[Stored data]
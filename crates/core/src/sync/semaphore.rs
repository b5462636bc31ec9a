// SPDX-License-Identifier: BUSL-1.1
// Copyright (c) 2026 Alfred Jean LLC

//! Counting semaphores
//!
//! State lives in two keys: a counter and a waiter list of private wake-keys.
//! `counter < 0` exactly when `-counter` waiters are queued. A release that
//! finds a waiter pops it and signals its wake-key in the same atomic step,
//! handing the slot over directly.

use std::time::Duration;

use cumulus_store::{Script, ScriptReply, StoreError, StoreExt};
use serde::{Deserialize, Serialize};

use crate::context::Context;
use crate::error::SyncError;
use crate::id::Handle;

/// Largest value a semaphore may hold
pub const SEM_VALUE_MAX: i64 = 1 << 30;

const SIGNAL: &[u8] = b"1";

/// Serializable form of a semaphore, bounded semaphore or lock
#[derive(Debug, Clone, PartialEq, Eq, Serialize, Deserialize)]
pub struct SemaphoreDescriptor {
    pub handle: Handle,
    pub max: i64,
}

/// Shared machinery behind every semaphore-like primitive
#[derive(Clone)]
pub(crate) struct SemLock {
    ctx: Context,
    handle: Handle,
    counter: String,
    waiters: String,
    max: i64,
}

fn unexpected(script: &Script, reply: ScriptReply) -> SyncError {
    tracing::error!(script = script.name(), ?reply, "unexpected script reply");
    SyncError::Store(StoreError::unexpected(script.name()))
}

impl SemLock {
    pub(crate) async fn create(
        ctx: &Context,
        kind: &str,
        value: i64,
        max: i64,
    ) -> Result<Self, SyncError> {
        if value < 0 {
            return Err(SyncError::InvalidValue(format!(
                "semaphore initial value must be >= 0, got {}",
                value
            )));
        }
        if value > max || max > SEM_VALUE_MAX {
            return Err(SyncError::InvalidValue(format!(
                "semaphore value {} exceeds maximum {}",
                value, max
            )));
        }

        let sem = Self::attach(
            ctx,
            SemaphoreDescriptor {
                handle: ctx.next_handle(kind),
                max,
            },
        );
        ctx.store().incr_by(&sem.counter, value).await?;
        tracing::debug!(handle = %sem.handle, value, max, "created semaphore");
        Ok(sem)
    }

    pub(crate) fn attach(ctx: &Context, descriptor: SemaphoreDescriptor) -> Self {
        let handle = descriptor.handle;
        Self {
            ctx: ctx.clone(),
            counter: handle.key("value"),
            waiters: handle.key("waiters"),
            handle,
            max: descriptor.max,
        }
    }

    pub(crate) fn descriptor(&self) -> SemaphoreDescriptor {
        SemaphoreDescriptor {
            handle: self.handle.clone(),
            max: self.max,
        }
    }

    pub(crate) fn handle(&self) -> &Handle {
        &self.handle
    }

    /// Acquire a slot, waiting up to `timeout` (forever when `None`).
    /// Returns whether the slot was obtained.
    pub(crate) async fn acquire_within(&self, timeout: Option<Duration>) -> Result<bool, SyncError> {
        let store = self.ctx.store();
        let wake_key = self.ctx.next_handle("wake").to_string();

        let acquire = Script::SemaphoreAcquire {
            counter: self.counter.clone(),
            waiters: self.waiters.clone(),
            wake_key: wake_key.clone(),
        };
        match store.eval(acquire.clone()).await? {
            ScriptReply::Acquired => return Ok(true),
            ScriptReply::Queued => {}
            other => return Err(unexpected(&acquire, other)),
        }

        tracing::trace!(handle = %self.handle, %wake_key, "queued for semaphore");
        if store.blpop(&[wake_key.clone()], timeout).await?.is_some() {
            return Ok(true);
        }

        let cancel = Script::SemaphoreCancel {
            counter: self.counter.clone(),
            waiters: self.waiters.clone(),
            wake_key: wake_key.clone(),
        };
        match store.eval(cancel.clone()).await? {
            ScriptReply::Cancelled => Ok(false),
            ScriptReply::Signalled => {
                // A release handed us the slot between the timeout and the cancel
                store.del(&[wake_key]).await?;
                Ok(true)
            }
            other => Err(unexpected(&cancel, other)),
        }
    }

    pub(crate) async fn acquire(&self) -> Result<(), SyncError> {
        self.acquire_within(None).await.map(|_| ())
    }

    pub(crate) async fn acquire_timeout(&self, timeout: Duration) -> Result<(), SyncError> {
        if self.acquire_within(Some(timeout)).await? {
            Ok(())
        } else {
            Err(SyncError::Timeout)
        }
    }

    pub(crate) async fn try_acquire(&self) -> Result<(), SyncError> {
        let script = Script::SemaphoreTryAcquire {
            counter: self.counter.clone(),
        };
        match self.ctx.store().eval(script.clone()).await? {
            ScriptReply::Acquired => Ok(()),
            ScriptReply::Unavailable => Err(SyncError::WouldBlock),
            other => Err(unexpected(&script, other)),
        }
    }

    pub(crate) async fn release(&self) -> Result<(), SyncError> {
        let script = Script::SemaphoreRelease {
            counter: self.counter.clone(),
            waiters: self.waiters.clone(),
            max: self.max,
            signal: SIGNAL.to_vec(),
        };
        match self.ctx.store().eval(script.clone()).await? {
            ScriptReply::Released => Ok(()),
            ScriptReply::HandedOff => {
                tracing::trace!(handle = %self.handle, "released to queued waiter");
                Ok(())
            }
            ScriptReply::AtBound => Err(SyncError::Overreleased),
            other => Err(unexpected(&script, other)),
        }
    }

    /// Free slots right now; 0 while waiters are queued
    pub(crate) async fn value(&self) -> Result<i64, SyncError> {
        let raw = self.ctx.store().get_int(&self.counter).await?;
        Ok(raw.unwrap_or(0).max(0))
    }
}

/// Counting semaphore with an upper bound of [`SEM_VALUE_MAX`]
#[derive(Clone)]
pub struct Semaphore {
    inner: SemLock,
}

impl Semaphore {
    pub async fn new(ctx: &Context, value: i64) -> Result<Self, SyncError> {
        let inner = SemLock::create(ctx, "semaphore", value, SEM_VALUE_MAX).await?;
        Ok(Self { inner })
    }

    pub fn attach(ctx: &Context, descriptor: SemaphoreDescriptor) -> Self {
        Self {
            inner: SemLock::attach(ctx, descriptor),
        }
    }

    pub fn descriptor(&self) -> SemaphoreDescriptor {
        self.inner.descriptor()
    }

    pub fn handle(&self) -> &Handle {
        self.inner.handle()
    }

    pub async fn acquire(&self) -> Result<(), SyncError> {
        self.inner.acquire().await
    }

    /// Acquire or fail with [`SyncError::Timeout`]
    pub async fn acquire_timeout(&self, timeout: Duration) -> Result<(), SyncError> {
        self.inner.acquire_timeout(timeout).await
    }

    /// Acquire without waiting or fail with [`SyncError::WouldBlock`]
    pub async fn try_acquire(&self) -> Result<(), SyncError> {
        self.inner.try_acquire().await
    }

    pub async fn release(&self) -> Result<(), SyncError> {
        self.inner.release().await
    }

    pub async fn value(&self) -> Result<i64, SyncError> {
        self.inner.value().await
    }
}

/// Semaphore whose value may never exceed its initial value
#[derive(Clone)]
pub struct BoundedSemaphore {
    inner: SemLock,
}

impl BoundedSemaphore {
    pub async fn new(ctx: &Context, value: i64) -> Result<Self, SyncError> {
        let inner = SemLock::create(ctx, "bsemaphore", value, value).await?;
        Ok(Self { inner })
    }

    pub fn attach(ctx: &Context, descriptor: SemaphoreDescriptor) -> Self {
        Self {
            inner: SemLock::attach(ctx, descriptor),
        }
    }

    pub fn descriptor(&self) -> SemaphoreDescriptor {
        self.inner.descriptor()
    }

    pub fn handle(&self) -> &Handle {
        self.inner.handle()
    }

    pub async fn acquire(&self) -> Result<(), SyncError> {
        self.inner.acquire().await
    }

    pub async fn acquire_timeout(&self, timeout: Duration) -> Result<(), SyncError> {
        self.inner.acquire_timeout(timeout).await
    }

    pub async fn try_acquire(&self) -> Result<(), SyncError> {
        self.inner.try_acquire().await
    }

    /// Fails with [`SyncError::Overreleased`] when already at the bound
    pub async fn release(&self) -> Result<(), SyncError> {
        self.inner.release().await
    }

    pub async fn value(&self) -> Result<i64, SyncError> {
        self.inner.value().await
    }
}

#[cfg(test)]
#[path = "semaphore_tests.rs"]
mod tests;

— BRIEF —
Which of the lines above contain "when"? Return them all.

— FINISHED TASK —
//! `counter < 0` exactly when `-counter` waiters are queued. A release that
    /// Acquire a slot, waiting up to `timeout` (forever when `None`).
    /// Fails with [`SyncError::Overreleased`] when already at the bound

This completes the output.